If the company is able to successfully market such a product, Chakoff said, it will “significantly increase the ability of venture funds and other investment groups to look at us and say, ‘Here’s a company where even though there is a long-term plan, there is also a short-term plan to start generating some cash.’ That two-pronged approach is probably a good way to go,” he added.
 
CHS signed an agreement in early August with consumer-product developer IGI to develop an over-the-counter sunscreen based on the technology.
 
Sulindac is marketed by Merck as an anti-inflammatory. Weissbach said that FAU applied for US patents covering the compound’s use as a cancer preventive or treatment and as a skin protectant, some of which have been awarded and some of which are still pending.
 
CHS has licensed from FAU the patents covering the cancer candidate; and is currently negotiating with the school for a license to the patents covering the protection effect, Weissbach said.
 
According to Chakoff, FAU will receive licensing fees as part of its existing agreement with CHS, based on different commercialization milestones. FAU also has an undisclosed equity stake in the company, and would be owed royalties on any products based on Weissbach’s discovery.
 
If CHS’ business plan progresses, the company and FAU may be just scratching the surface of sulindac’s anti-cancer potential, according to Weissbach.

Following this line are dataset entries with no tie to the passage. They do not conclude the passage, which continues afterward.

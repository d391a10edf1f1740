use async_trait::async_trait;
use rusqlite::{params, Connection};
use std::path::Path;
use std::sync::{Arc, Mutex};

use super::AlertSink;
use crate::error::SinkError;
use crate::model::alert::Alert;

/// Alert row as read back from the store.
#[derive(Debug, Clone, PartialEq)]
pub struct StoredAlert {
    pub id: String,
    pub symbol: String,
    pub price: f64,
    pub change_percent: f64,
    pub relative_volume: f64,
    pub alert_type: String,
    pub created_at: String,
}

/// Alert table in a local SQLite file. Sink writes run on the blocking pool.
pub struct SqliteAlertStore {
    conn: Arc<Mutex<Connection>>,
}

impl SqliteAlertStore {
    pub fn open(path: impl AsRef<Path>) -> Result<Self, SinkError> {
        let path = path.as_ref();
        if let Some(parent) = path.parent().filter(|p| !p.as_os_str().is_empty()) {
            std::fs::create_dir_all(parent)?;
        }
        Self::with_connection(Connection::open(path)?)
    }

    pub fn open_in_memory() -> Result<Self, SinkError> {
        Self::with_connection(Connection::open_in_memory()?)
    }

    fn with_connection(conn: Connection) -> Result<Self, SinkError> {
        conn.execute_batch(
            r#"
            CREATE TABLE IF NOT EXISTS alerts (
                id TEXT PRIMARY KEY,
                ticker TEXT NOT NULL,
                price REAL NOT NULL,
                change_percent REAL NOT NULL,
                relative_volume REAL NOT NULL,
                alert_type TEXT NOT NULL,
                created_at TEXT NOT NULL
            );

            CREATE INDEX IF NOT EXISTS alerts_ticker_created_at
                ON alerts (ticker, created_at);
            "#,
        )?;
        Ok(Self {
            conn: Arc::new(Mutex::new(conn)),
        })
    }

    pub fn insert(&self, alert: &Alert) -> Result<(), SinkError> {
        insert_alert(&self.conn, alert)
    }

    /// Newest first. `symbol = None` reads across all instruments.
    pub fn load_recent(
        &self,
        symbol: Option<&str>,
        limit: usize,
    ) -> Result<Vec<StoredAlert>, SinkError> {
        let conn = self.conn.lock().map_err(|_| SinkError::Poisoned)?;
        let mut stmt = conn.prepare(
            r#"
            SELECT id, ticker, price, change_percent, relative_volume, alert_type, created_at
            FROM alerts
            WHERE ?1 IS NULL OR ticker = ?1
            ORDER BY created_at DESC, rowid DESC
            LIMIT ?2
            "#,
        )?;

        let rows = stmt.query_map(params![symbol, limit as i64], |row| {
            Ok(StoredAlert {
                id: row.get(0)?,
                symbol: row.get(1)?,
                price: row.get(2)?,
                change_percent: row.get(3)?,
                relative_volume: row.get(4)?,
                alert_type: row.get(5)?,
                created_at: row.get(6)?,
            })
        })?;

        let mut alerts = Vec::new();
        for row in rows {
            alerts.push(row?);
        }
        Ok(alerts)
    }

    pub fn count(&self) -> Result<u64, SinkError> {
        let conn = self.conn.lock().map_err(|_| SinkError::Poisoned)?;
        let n = conn.query_row("SELECT COUNT(*) FROM alerts", [], |row| row.get::<_, i64>(0))?;
        Ok(n as u64)
    }
}

#[async_trait]
impl AlertSink for SqliteAlertStore {
    fn name(&self) -> &str {
        "sqlite"
    }

    async fn record(&self, alert: &Alert) -> Result<(), SinkError> {
        let conn = Arc::clone(&self.conn);
        let alert = alert.clone();
        tokio::task::spawn_blocking(move || insert_alert(&conn, &alert)).await?
    }
}

fn insert_alert(conn: &Mutex<Connection>, alert: &Alert) -> Result<(), SinkError> {
    let conn = conn.lock().map_err(|_| SinkError::Poisoned)?;
    conn.execute(
        r#"
        INSERT INTO alerts (
            id, ticker, price, change_percent, relative_volume, alert_type, created_at
        ) VALUES (?1, ?2, ?3, ?4, ?5, ?6, ?7)
        "#,
        params![
            alert.id.to_string(),
            alert.symbol,
            alert.price,
            alert.change_percent,
            alert.relative_volume,
            alert.kind.as_tag(),
            alert.created_at_iso(),
        ],
    )?;
    Ok(())
}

He said that initial cell-culture studies done in lung cancer, colon cancer, squamous cell carcinoma, and skin melanoma cells all demonstrated the same enhanced sensitivity to an oxidizing agent if they were pre-treated with sulindac.
 
Any treatment for an internal cancer, however, would be a long way off. “You would need sulindac plus another compound that could create the oxidizing agent in the cell,” Weissbach said. “That, in combination with sulindac, might present a pathway for internal treatment. Of course there are other cancers you might be able to reach in the mouth or vaginal canal, for instance.”
 
For his part, Weissbach believes that funding like the kind provided through SURECAG is invaluable to helping university researchers develop their discoveries.
 
“This whole concept of the state saying to the university community and small businesses that it wants to promote this type of interaction between universities … is a way to promote innovation,” Weissbach said.